There are hundreds of available edges, things you can add to, subtract from or do to your product or service. Find an edge and go all the way to it. Going partway is time-consuming and expensive—and it doesn’t work very well. Going all the way to the edge is the only way to jolt the user into noticing what you’ve done. If they notice you, they’re one step closer to talking about you.
It’s all marketing now. The organizations that win will be the ones that realize that all they do is create things worth talking about.
And another little bit from the same book:
It’s not that people somehow lose their ability to be creative when they’re in an environment in which they feel safe. It’s that they ignore the creative ideas that naturally occur to them and fight the changes championed by others.
They like things the way they are, and they can’t resist the urge to defend the status quo. The challenge of the champion is to help people who are already creative to take advantage of their talent. By selling the dream and fighting the status quo, we can free people who have been lulled into a false sense of security.
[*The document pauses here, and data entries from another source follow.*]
// Copyright (c) 2025 - Cowboy AI, Inc.
//! Platform-states adapter
//!
//! Typed access to the per-entity table. Every write goes through the version
//! gate: a row is only created when absent and only replaced or removed when
//! the stored `version` is strictly below the incoming stream version. A gated
//! write is reported as [`WriteOutcome::Stale`], never as an error.

use std::mem::discriminant;
use std::sync::Arc;
use tracing::debug;
use uuid::Uuid;

use super::{Item, Paginator, Table, WriteCondition};
use crate::config::ProjectorConfig;
use crate::derivation;
use crate::errors::{ProjectionError, ProjectionResult};
use crate::keys;
use crate::model::{
    PlatformAgreementEntry, PlatformCatalogEntry, PlatformClientEntry, PlatformIndex,
    PlatformPurposeEntry, PlatformStatesEntry,
};

/// Result of a gated platform-states write
#[derive(Debug, Clone, Copy, PartialEq, Eq)]
pub enum WriteOutcome {
    /// Row created, replaced or removed
    Applied,
    /// Stored row is at the same or a newer version; nothing written
    Stale { stored_version: u64 },
    /// Delete of a row that is not there
    Absent,
}

impl WriteOutcome {
    pub fn is_applied(self) -> bool {
        self == WriteOutcome::Applied
    }
}

#[derive(Clone)]
pub struct PlatformStatesStore {
    table: Arc<dyn Table<PlatformStatesEntry>>,
    page_size: usize,
}

impl PlatformStatesStore {
    pub fn new(table: Arc<dyn Table<PlatformStatesEntry>>, config: &ProjectorConfig) -> Self {
        Self {
            table,
            page_size: config.page_size,
        }
    }

    pub fn table(&self) -> &Arc<dyn Table<PlatformStatesEntry>> {
        &self.table
    }

    pub async fn get(&self, pk: &str) -> ProjectionResult<Option<PlatformStatesEntry>> {
        self.table.get(pk).await
    }

    async fn read_as<E>(
        &self,
        pk: String,
        expected: &'static str,
        pick: fn(PlatformStatesEntry) -> Option<E>,
    ) -> ProjectionResult<Option<E>> {
        match self.table.get(&pk).await? {
            None => Ok(None),
            Some(entry) => pick(entry)
                .map(Some)
                .ok_or(ProjectionError::UnexpectedEntry { pk, expected }),
        }
    }

    pub async fn read_purpose(&self, purpose_id: Uuid) -> ProjectionResult<Option<PlatformPurposeEntry>> {
        self.read_as(keys::platform_purpose_pk(purpose_id), "purpose", |entry| match entry {
            PlatformStatesEntry::Purpose(e) => Some(e),
            _ => None,
        })
        .await
    }

    pub async fn read_agreement(
        &self,
        agreement_id: Uuid,
    ) -> ProjectionResult<Option<PlatformAgreementEntry>> {
        self.read_as(keys::platform_agreement_pk(agreement_id), "agreement", |entry| match entry {
            PlatformStatesEntry::Agreement(e) => Some(e),
            _ => None,
        })
        .await
    }

    pub async fn read_catalog(
        &self,
        eservice_id: Uuid,
        descriptor_id: Uuid,
    ) -> ProjectionResult<Option<PlatformCatalogEntry>> {
        self.read_as(
            keys::platform_descriptor_pk(eservice_id, descriptor_id),
            "catalog",
            |entry| match entry {
                PlatformStatesEntry::Catalog(e) => Some(e),
                _ => None,
            },
        )
        .await
    }

    pub async fn read_client(&self, client_id: Uuid) -> ProjectionResult<Option<PlatformClientEntry>> {
        self.read_as(keys::platform_client_pk(client_id), "client", |entry| match entry {
            PlatformStatesEntry::Client(e) => Some(e),
            _ => None,
        })
        .await
    }

    /// Create or replace a row under the version gate
    pub async fn upsert(&self, entry: PlatformStatesEntry) -> ProjectionResult<WriteOutcome> {
        let pk = entry.pk().to_string();
        let version = entry.version().unwrap_or_default();

        let condition = match self.table.get(&pk).await? {
            None => WriteCondition::NotExists,
            Some(current) if discriminant(&current) != discriminant(&entry) => {
                return Err(ProjectionError::UnexpectedEntry {
                    pk,
                    expected: entry.kind_name(),
                });
            }
            Some(current) => {
                let stored_version = current.version().unwrap_or_default();
                if stored_version >= version {
                    debug!(pk = %pk, stored_version, version, "Stale write skipped");
                    return Ok(WriteOutcome::Stale { stored_version });
                }
                WriteCondition::VersionBelow(version)
            }
        };

        self.table.put(entry, condition).await?;
        debug!(pk = %pk, version, "Platform-states row written");
        Ok(WriteOutcome::Applied)
    }

    /// Remove a row under the version gate; removing an absent row is a no-op
    pub async fn delete(&self, pk: &str, version: u64) -> ProjectionResult<WriteOutcome> {
        let Some(current) = self.table.get(pk).await? else {
            debug!(pk = %pk, version, "Row already absent");
            return Ok(WriteOutcome::Absent);
        };

        let stored_version = current.version().unwrap_or_default();
        if stored_version >= version {
            debug!(pk = %pk, stored_version, version, "Stale delete skipped");
            return Ok(WriteOutcome::Stale { stored_version });
        }

        self.table
            .delete(pk, WriteCondition::AbsentOrVersionBelow(version))
            .await?;
        debug!(pk = %pk, version, "Platform-states row deleted");
        Ok(WriteOutcome::Applied)
    }

    /// Every agreement row of one (consumer, e-service) group, across all pages
    pub async fn agreements_by_consumer_eservice(
        &self,
        consumer_id: Uuid,
        eservice_id: Uuid,
    ) -> ProjectionResult<Vec<PlatformAgreementEntry>> {
        let rows = Paginator::new(
            self.table.clone(),
            PlatformIndex::ConsumerEService,
            keys::consumer_eservice_key(consumer_id, eservice_id),
            self.page_size,
        )
        .collect_all()
        .await?;

        Ok(rows
            .into_iter()
            .filter_map(|entry| match entry {
                PlatformStatesEntry::Agreement(e) => Some(e),
                _ => None,
            })
            .collect())
    }

    /// Group member with the greatest activation timestamp
    pub async fn latest_agreement(
        &self,
        consumer_id: Uuid,
        eservice_id: Uuid,
    ) -> ProjectionResult<Option<PlatformAgreementEntry>> {
        let group = self
            .agreements_by_consumer_eservice(consumer_id, eservice_id)
            .await?;
        Ok(derivation::latest_agreement(&group).cloned())
    }
}
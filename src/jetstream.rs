// Copyright (c) 2025 - Cowboy AI, Inc.

//! JetStream wiring for the projector service
//!
//! Events arrive on a persistent stream with one subject per aggregate type.
//! A single durable pull consumer feeds them to the [`Projector`] one at a
//! time, which keeps the per-aggregate ordering the stream provides.
//!
//! # Subjects
//!
//! ```text
//! events.agreement      -> AggregateKind::Agreement
//! events.purpose        -> AggregateKind::Purpose
//! events.catalog        -> AggregateKind::Catalog
//! events.authorization  -> AggregateKind::Authorization
//! ```
//!
//! # Example
//!
//! ```rust,no_run
//! use authz_state_projector::config::ProjectorConfig;
//! use authz_state_projector::jetstream::{create_event_stream, open_projector, JetStreamConfig};
//!
//! #[tokio::main]
//! async fn main() -> Result<(), Box<dyn std::error::Error>> {
//!     let client = async_nats::connect("nats://localhost:4222").await?;
//!     let jetstream = async_nats::jetstream::new(client);
//!
//!     let config = JetStreamConfig::default();
//!     let _stream = create_event_stream(&jetstream, &config).await?;
//!     let _projector = open_projector(&jetstream, &ProjectorConfig::default()).await?;
//!
//!     Ok(())
//! }
//! ```

use async_nats::jetstream::{self, consumer::PullConsumer, stream::Stream};
use std::sync::Arc;
use std::time::Duration;

use crate::config::ProjectorConfig;
use crate::consumers::{AggregateKind, Outcome, Projector};
use crate::errors::{ProjectionError, ProjectionResult};
use crate::model::{PlatformStatesEntry, TokenGenerationStatesEntry};
use crate::store::{NatsKvTable, PlatformStatesStore, Table, TokenGenerationStatesStore};

/// Configuration for the event stream and the projector's consumer
#[derive(Debug, Clone)]
pub struct JetStreamConfig {
    /// NATS server URL
    pub nats_url: String,

    /// Stream carrying the aggregate events
    pub stream_name: String,

    /// Durable consumer name (survives restarts)
    pub consumer_name: String,

    /// Subject prefix; the aggregate type is the next token
    pub subject_prefix: String,

    /// Maximum age of messages (default: 30 days)
    pub max_age: Duration,

    /// Deliveries before the server gives up on a nak'd message
    pub max_deliver: i64,
}

impl Default for JetStreamConfig {
    fn default() -> Self {
        Self {
            nats_url: "localhost:4222".to_string(),
            stream_name: "AUTHZ_EVENTS".to_string(),
            consumer_name: "token-projector".to_string(),
            subject_prefix: "events".to_string(),
            max_age: Duration::from_secs(30 * 24 * 60 * 60), // 30 days
            max_deliver: 10,
        }
    }
}

impl JetStreamConfig {
    /// Load configuration from environment variables
    pub fn from_env() -> ProjectionResult<Self> {
        let defaults = Self::default();

        let max_deliver = match std::env::var("NATS_MAX_DELIVER") {
            Ok(raw) => raw.parse().map_err(|_| {
                ProjectionError::Configuration(format!("NATS_MAX_DELIVER is not a number: {}", raw))
            })?,
            Err(_) => defaults.max_deliver,
        };

        Ok(Self {
            nats_url: std::env::var("NATS_URL").unwrap_or(defaults.nats_url),
            stream_name: std::env::var("NATS_STREAM").unwrap_or(defaults.stream_name),
            consumer_name: std::env::var("NATS_CONSUMER").unwrap_or(defaults.consumer_name),
            subject_prefix: std::env::var("NATS_SUBJECT_PREFIX").unwrap_or(defaults.subject_prefix),
            max_age: defaults.max_age,
            max_deliver,
        })
    }

    /// Subjects the stream captures, one per aggregate type
    pub fn subjects(&self) -> Vec<String> {
        AggregateKind::ALL
            .iter()
            .map(|kind| self.subject_for(*kind))
            .collect()
    }

    pub fn subject_for(&self, kind: AggregateKind) -> String {
        format!("{}.{}", self.subject_prefix, kind)
    }

    /// Aggregate type an event subject belongs to
    pub fn aggregate_for_subject(&self, subject: &str) -> Option<AggregateKind> {
        let rest = subject.strip_prefix(&self.subject_prefix)?.strip_prefix('.')?;
        let token = rest.split('.').next()?;
        token.parse().ok()
    }
}

/// What to tell the server about a processed message
#[derive(Debug, Clone, Copy, PartialEq, Eq)]
pub enum Disposition {
    /// Done with the message
    Ack,
    /// Redeliver later
    Nak,
    /// Never redeliver
    Term,
}

impl Disposition {
    /// Exhausted fan-out batches are acknowledged; the affected rows stay
    /// stale until a later event rewrites them.
    pub fn for_result(result: &ProjectionResult<Outcome>) -> Self {
        match result {
            Ok(_) => Disposition::Ack,
            Err(ProjectionError::BatchWriteExhausted { .. }) => Disposition::Ack,
            Err(err) if err.is_retryable() => Disposition::Nak,
            Err(_) => Disposition::Term,
        }
    }
}

/// Create the event stream, or return it if it already exists
pub async fn create_event_stream(
    jetstream: &jetstream::Context,
    config: &JetStreamConfig,
) -> ProjectionResult<Stream> {
    let stream_config = jetstream::stream::Config {
        name: config.stream_name.clone(),
        subjects: config.subjects(),
        max_age: config.max_age,
        storage: jetstream::stream::StorageType::File,
        retention: jetstream::stream::RetentionPolicy::Limits,
        ..Default::default()
    };

    jetstream
        .get_or_create_stream(stream_config)
        .await
        .map_err(|e| ProjectionError::Store(e.to_string()))
}

/// Durable pull consumer with explicit acknowledgement
pub async fn create_consumer(
    stream: &Stream,
    config: &JetStreamConfig,
) -> ProjectionResult<PullConsumer> {
    stream
        .get_or_create_consumer(
            &config.consumer_name,
            jetstream::consumer::pull::Config {
                durable_name: Some(config.consumer_name.clone()),
                ack_policy: jetstream::consumer::AckPolicy::Explicit,
                deliver_policy: jetstream::consumer::DeliverPolicy::All,
                max_deliver: config.max_deliver,
                ..Default::default()
            },
        )
        .await
        .map_err(|e| ProjectionError::Store(e.to_string()))
}

/// Projector over the two key-value buckets named in the configuration
pub async fn open_projector(
    jetstream: &jetstream::Context,
    config: &ProjectorConfig,
) -> ProjectionResult<Projector> {
    let platform: Arc<dyn Table<PlatformStatesEntry>> = Arc::new(
        NatsKvTable::<PlatformStatesEntry>::open(jetstream, &config.platform_states_table).await?,
    );
    let tokens: Arc<dyn Table<TokenGenerationStatesEntry>> = Arc::new(
        NatsKvTable::<TokenGenerationStatesEntry>::open(jetstream, &config.token_generation_states_table)
            .await?,
    );

    Ok(Projector::new(
        PlatformStatesStore::new(platform, config),
        TokenGenerationStatesStore::new(tokens, config),
    ))
}
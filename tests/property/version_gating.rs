// Copyright (c) 2025 - Cowboy AI, Inc.
//! Properties of version-gated writes

use authz_state_projector::{AggregateKind, ItemState};
use proptest::prelude::*;

use super::block_on;
use crate::fixtures::{descriptor_event, descriptor_id, eservice_id, projector};

/// Stream versions 1..=n in a random delivery order, each with a state
fn deliveries() -> impl Strategy<Value = Vec<(u64, bool)>> {
    (1u64..12)
        .prop_flat_map(|n| {
            (
                Just((1..=n).collect::<Vec<u64>>()).prop_shuffle(),
                prop::collection::vec(any::<bool>(), n as usize),
            )
        })
        .prop_map(|(order, published)| {
            order
                .into_iter()
                .map(|version| (version, published[(version - 1) as usize]))
                .collect()
        })
}

proptest! {
    #![proptest_config(ProptestConfig::with_cases(64))]

    /// The stored row always reflects the highest stream version delivered
    #[test]
    fn prop_stored_version_is_max_delivered(deliveries in deliveries()) {
        let max = deliveries.iter().map(|(v, _)| *v).max().unwrap_or(0);
        let expected_state = deliveries
            .iter()
            .find(|(v, _)| *v == max)
            .map(|(_, published)| if *published { ItemState::Active } else { ItemState::Inactive });

        let stored = block_on(async {
            let projector = projector(4);
            for (version, published) in &deliveries {
                let envelope = if *published {
                    descriptor_event("EServiceDescriptorPublished", *version, "published")
                } else {
                    descriptor_event("EServiceDescriptorSuspended", *version, "suspended")
                };
                projector.dispatch(AggregateKind::Catalog, &envelope).await.unwrap();
            }
            projector
                .platform()
                .read_catalog(eservice_id(), descriptor_id())
                .await
                .unwrap()
        });

        let stored = stored.expect("descriptor row");
        prop_assert_eq!(stored.version, max);
        prop_assert_eq!(Some(stored.state), expected_state);
    }
}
You only have one boss, and if she doesn’t believe you can do it or that it’s worth doing, you’re stuck. If you can’t make the fulcrum work in the eyes of that key decision maker, your work is much more difficult. But there are hundreds of sources of capital in the outside world, and when you approach them as an entrepreneur, you’re more likely to have the posture of the champion. They want to believe that you’re the person who can do this, and thus you’re more likely to persuade them that you’re the guy.
That doesn’t necessarily mean the answer is to go outside and start something new. It means, instead, that you and your boss (or your co-workers, or your employees) should sit down together and figure out which parts of the fulcrum are out of whack.
Dramatic changes. Things that may very well be unattainable. Things that require not incremental improvements or changes, but significant quantum leaps in the way you organize, create and deliver what you do. If you can’t find a scary edge, then you haven’t found an edge, have you?
No use going to an edge that all your competition is going to as well. That’s not an edge. That’s the middle. Growth only comes from the leap to the remarkable.